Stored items
== Segment start ==

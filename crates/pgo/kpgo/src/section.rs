//! Instrumentation regions of the running kernel image.
//!
//! The linker script brackets each compiler-emitted section with
//! `__<section>_start` / `__<section>_end` symbols:
//!
//! ```text
//! __llvm_prf_data   ProfData records
//! __llvm_prf_cnts   u64 counters
//! __llvm_prf_names  name blob
//! __llvm_prf_vnds   ValueNode pool
//! ```

use core::sync::atomic::AtomicU64;

use crate::region::{ProfData, ProfileRegions, ValueNode};

/// Declares a function returning the typed contents of a linker section.
///
/// A section whose byte length is not a multiple of the element size is
/// rounded up to the next whole element, matching how the compiler
/// runtime sizes these regions.
macro_rules! declare_prf_section {
    (
        $(#[$meta:meta])*
        fn $name:ident() -> [$ty:ty],
        section = $section:literal
    ) => {
        $(#[$meta])*
        fn $name() -> &'static [$ty] {
            unsafe extern "C" {
                #[link_name = concat!("__", $section, "_start")]
                static SECTION_START: u8;
                #[link_name = concat!("__", $section, "_end")]
                static SECTION_END: u8;
            }

            // SAFETY: The linker script places these symbols at the
            // boundaries of the section, which holds compiler-emitted `$ty`
            // values, is suitably aligned, and lives as long as the image.
            unsafe {
                let start = ::core::ptr::addr_of!(SECTION_START);
                let end = ::core::ptr::addr_of!(SECTION_END);
                let bytes = end as usize - start as usize;
                let count = bytes.div_ceil(::core::mem::size_of::<$ty>());
                if count == 0 {
                    return &[];
                }
                ::core::slice::from_raw_parts(start.cast::<$ty>(), count)
            }
        }
    };
}

declare_prf_section! {
    /// Metadata records.
    fn prf_data() -> [ProfData],
    section = "llvm_prf_data"
}

declare_prf_section! {
    /// Counters. Probes increment them with plain stores; every access
    /// from Rust goes through atomics.
    fn prf_cnts() -> [AtomicU64],
    section = "llvm_prf_cnts"
}

declare_prf_section! {
    /// Function-name blob.
    fn prf_names() -> [u8],
    section = "llvm_prf_names"
}

declare_prf_section! {
    /// Value-node pool, zero-initialized by the loader.
    fn prf_vnds() -> [ValueNode],
    section = "llvm_prf_vnds"
}

/// The instrumentation regions linked into this kernel image.
#[derive(Debug, Clone, Copy, Default)]
pub struct LinkerRegions;

impl ProfileRegions for LinkerRegions {
    fn data(&self) -> &[ProfData] {
        prf_data()
    }

    fn counters(&self) -> &[AtomicU64] {
        prf_cnts()
    }

    fn names(&self) -> &[u8] {
        prf_names()
    }

    fn value_nodes(&self) -> &[ValueNode] {
        prf_vnds()
    }
}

== Segment end ==

Transcribe all of the data exactly, leaving no line out.

== RESULT FOR THIS TASK ==
filename crates/pgo/kpgo/src/section.rs
//! Instrumentation regions of the running kernel image.
//!
//! The linker script brackets each compiler-emitted section with
//! `__<section>_start` / `__<section>_end` symbols:
//!
//! ```text
//! __llvm_prf_data   ProfData records
//! __llvm_prf_cnts   u64 counters
//! __llvm_prf_names  name blob
//! __llvm_prf_vnds   ValueNode pool
//! ```

use core::sync::atomic::AtomicU64;

use crate::region::{ProfData, ProfileRegions, ValueNode};

/// Declares a function returning the typed contents of a linker section.
///
/// A section whose byte length is not a multiple of the element size is
/// rounded up to the next whole element, matching how the compiler
/// runtime sizes these regions.
macro_rules! declare_prf_section {
    (
        $(#[$meta:meta])*
        fn $name:ident() -> [$ty:ty],
        section = $section:literal
    ) => {
        $(#[$meta])*
        fn $name() -> &'static [$ty] {
            unsafe extern "C" {
                #[link_name = concat!("__", $section, "_start")]
                static SECTION_START: u8;
                #[link_name = concat!("__", $section, "_end")]
                static SECTION_END: u8;
            }

            // SAFETY: The linker script places these symbols at the
            // boundaries of the section, which holds compiler-emitted `$ty`
            // values, is suitably aligned, and lives as long as the image.
            unsafe {
                let start = ::core::ptr::addr_of!(SECTION_START);
                let end = ::core::ptr::addr_of!(SECTION_END);
                let bytes = end as usize - start as usize;
                let count = bytes.div_ceil(::core::mem::size_of::<$ty>());
                if count == 0 {
                    return &[];
                }
                ::core::slice::from_raw_parts(start.cast::<$ty>(), count)
            }
        }
    };
}

declare_prf_section! {
    /// Metadata records.
    fn prf_data() -> [ProfData],
    section = "llvm_prf_data"
}

declare_prf_section! {
    /// Counters. Probes increment them with plain stores; every access
    /// from Rust goes through atomics.
    fn prf_cnts() -> [AtomicU64],
    section = "llvm_prf_cnts"
}

declare_prf_section! {
    /// Function-name blob.
    fn prf_names() -> [u8],
    section = "llvm_prf_names"
}

declare_prf_section! {
    /// Value-node pool, zero-initialized by the loader.
    fn prf_vnds() -> [ValueNode],
    section = "llvm_prf_vnds"
}

/// The instrumentation regions linked into this kernel image.
#[derive(Debug, Clone, Copy, Default)]
pub struct LinkerRegions;

impl ProfileRegions for LinkerRegions {
    fn data(&self) -> &[ProfData] {
        prf_data()
    }

    fn counters(&self) -> &[AtomicU64] {
        prf_cnts()
    }

    fn names(&self) -> &[u8] {
        prf_names()
    }

    fn value_nodes(&self) -> &[ValueNode] {
        prf_vnds()
    }
}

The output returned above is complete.